Data shown below:

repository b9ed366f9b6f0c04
// Domain layer: core models and ports (interfaces). No external dependencies beyond std/serde.

pub mod model;
pub mod ports;
#[cfg(feature = "cli")]
pub mod cli;
pub mod toml_config;

use crate::adapters::google_places::DEFAULT_PLACES_ENDPOINT;
use crate::core::orchestrator::DEFAULT_SEARCH_RADIUS_METERS;
use crate::domain::model::{Coordinate, ResponseOrdering};
use crate::domain::ports::ConfigProvider;
use crate::utils::error::{NearbyError, Result};
use crate::utils::validation::{self, Validate};
use crate::view::theme::{DEFAULT_CONTAINER_ID, DEFAULT_ZOOM};
use std::time::Duration;
use toml_config::TomlConfig;

pub const API_KEY_ENV: &str = "GOOGLE_MAPS_API_KEY";

/// 合併後的最終設定：預設值 < TOML 檔 < 命令列
#[derive(Debug, Clone, PartialEq)]
pub struct Settings {
    pub api_endpoint: String,
    pub api_key: String,
    pub default_location: Coordinate,
    pub radius_meters: u32,
    pub timeout_seconds: Option<u64>,
    pub geolocation_endpoint: Option<String>,
    pub ordering: ResponseOrdering,
    pub zoom: u8,
    pub container_id: String,
}

impl Default for Settings {
    fn default() -> Self {
        Self {
            api_endpoint: DEFAULT_PLACES_ENDPOINT.to_string(),
            api_key: String::new(),
            default_location: Coordinate::DEFAULT,
            radius_meters: DEFAULT_SEARCH_RADIUS_METERS,
            timeout_seconds: None,
            geolocation_endpoint: None,
            ordering: ResponseOrdering::default(),
            zoom: DEFAULT_ZOOM,
            container_id: DEFAULT_CONTAINER_ID.to_string(),
        }
    }
}

impl Settings {
    pub fn from_toml(config: TomlConfig) -> Self {
        let defaults = Self::default();
        let default_location = Coordinate::new(
            config
                .location
                .default_latitude
                .unwrap_or(defaults.default_location.latitude),
            config
                .location
                .default_longitude
                .unwrap_or(defaults.default_location.longitude),
        );

        Self {
            api_endpoint: config.provider.endpoint.unwrap_or(defaults.api_endpoint),
            api_key: config.provider.api_key.unwrap_or(defaults.api_key),
            default_location,
            radius_meters: config.search.radius_meters.unwrap_or(defaults.radius_meters),
            timeout_seconds: config.provider.timeout_seconds,
            geolocation_endpoint: config.location.geolocation_endpoint,
            ordering: config.search.ordering.unwrap_or(defaults.ordering),
            zoom: config.map.zoom.unwrap_or(defaults.zoom),
            container_id: config.map.container_id.unwrap_or(defaults.container_id),
        }
    }
}

impl ConfigProvider for Settings {
    fn api_endpoint(&self) -> &str {
        &self.api_endpoint
    }

    fn api_key(&self) -> &str {
        &self.api_key
    }

    fn default_location(&self) -> Coordinate {
        self.default_location
    }

    fn search_radius(&self) -> u32 {
        self.radius_meters
    }

    fn request_timeout(&self) -> Option<Duration> {
        self.timeout_seconds.map(Duration::from_secs)
    }

    fn geolocation_endpoint(&self) -> Option<&str> {
        self.geolocation_endpoint.as_deref()
    }

    fn response_ordering(&self) -> ResponseOrdering {
        self.ordering
    }
}

impl Validate for Settings {
    fn validate(&self) -> Result<()> {
        validation::validate_url("provider.endpoint", &self.api_endpoint)?;

        if self.api_key.trim().is_empty() {
            return Err(NearbyError::MissingConfigError {
                field: "provider.api_key".to_string(),
            });
        }
        if self.api_key.contains("${") {
            return Err(NearbyError::InvalidConfigValueError {
                field: "provider.api_key".to_string(),
                value: self.api_key.clone(),
                reason: "Unresolved environment variable".to_string(),
            });
        }

        validation::validate_latitude(
            "location.default_latitude",
            self.default_location.latitude,
        )?;
        validation::validate_longitude(
            "location.default_longitude",
            self.default_location.longitude,
        )?;
        validation::validate_range("search.radius_meters", self.radius_meters, 1, 50_000)?;
        validation::validate_range("map.zoom", self.zoom, 0, 21)?;
        validation::validate_non_empty_string("map.container_id", &self.container_id)?;

        if let Some(timeout) = self.timeout_seconds {
            validation::validate_range("provider.timeout_seconds", timeout, 1, 300)?;
        }
        if let Some(endpoint) = &self.geolocation_endpoint {
            validation::validate_url("location.geolocation_endpoint", endpoint)?;
        }

        Ok(())
    }
}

End of Data shown.

▶ [Task description]:
For each line above that includes "Coordinate", copy the line.

▶ [Solution to the exercise]:
use crate::domain::model::{Coordinate, ResponseOrdering};
    pub default_location: Coordinate,
            default_location: Coordinate::DEFAULT,
        let default_location = Coordinate::new(
    fn default_location(&self) -> Coordinate {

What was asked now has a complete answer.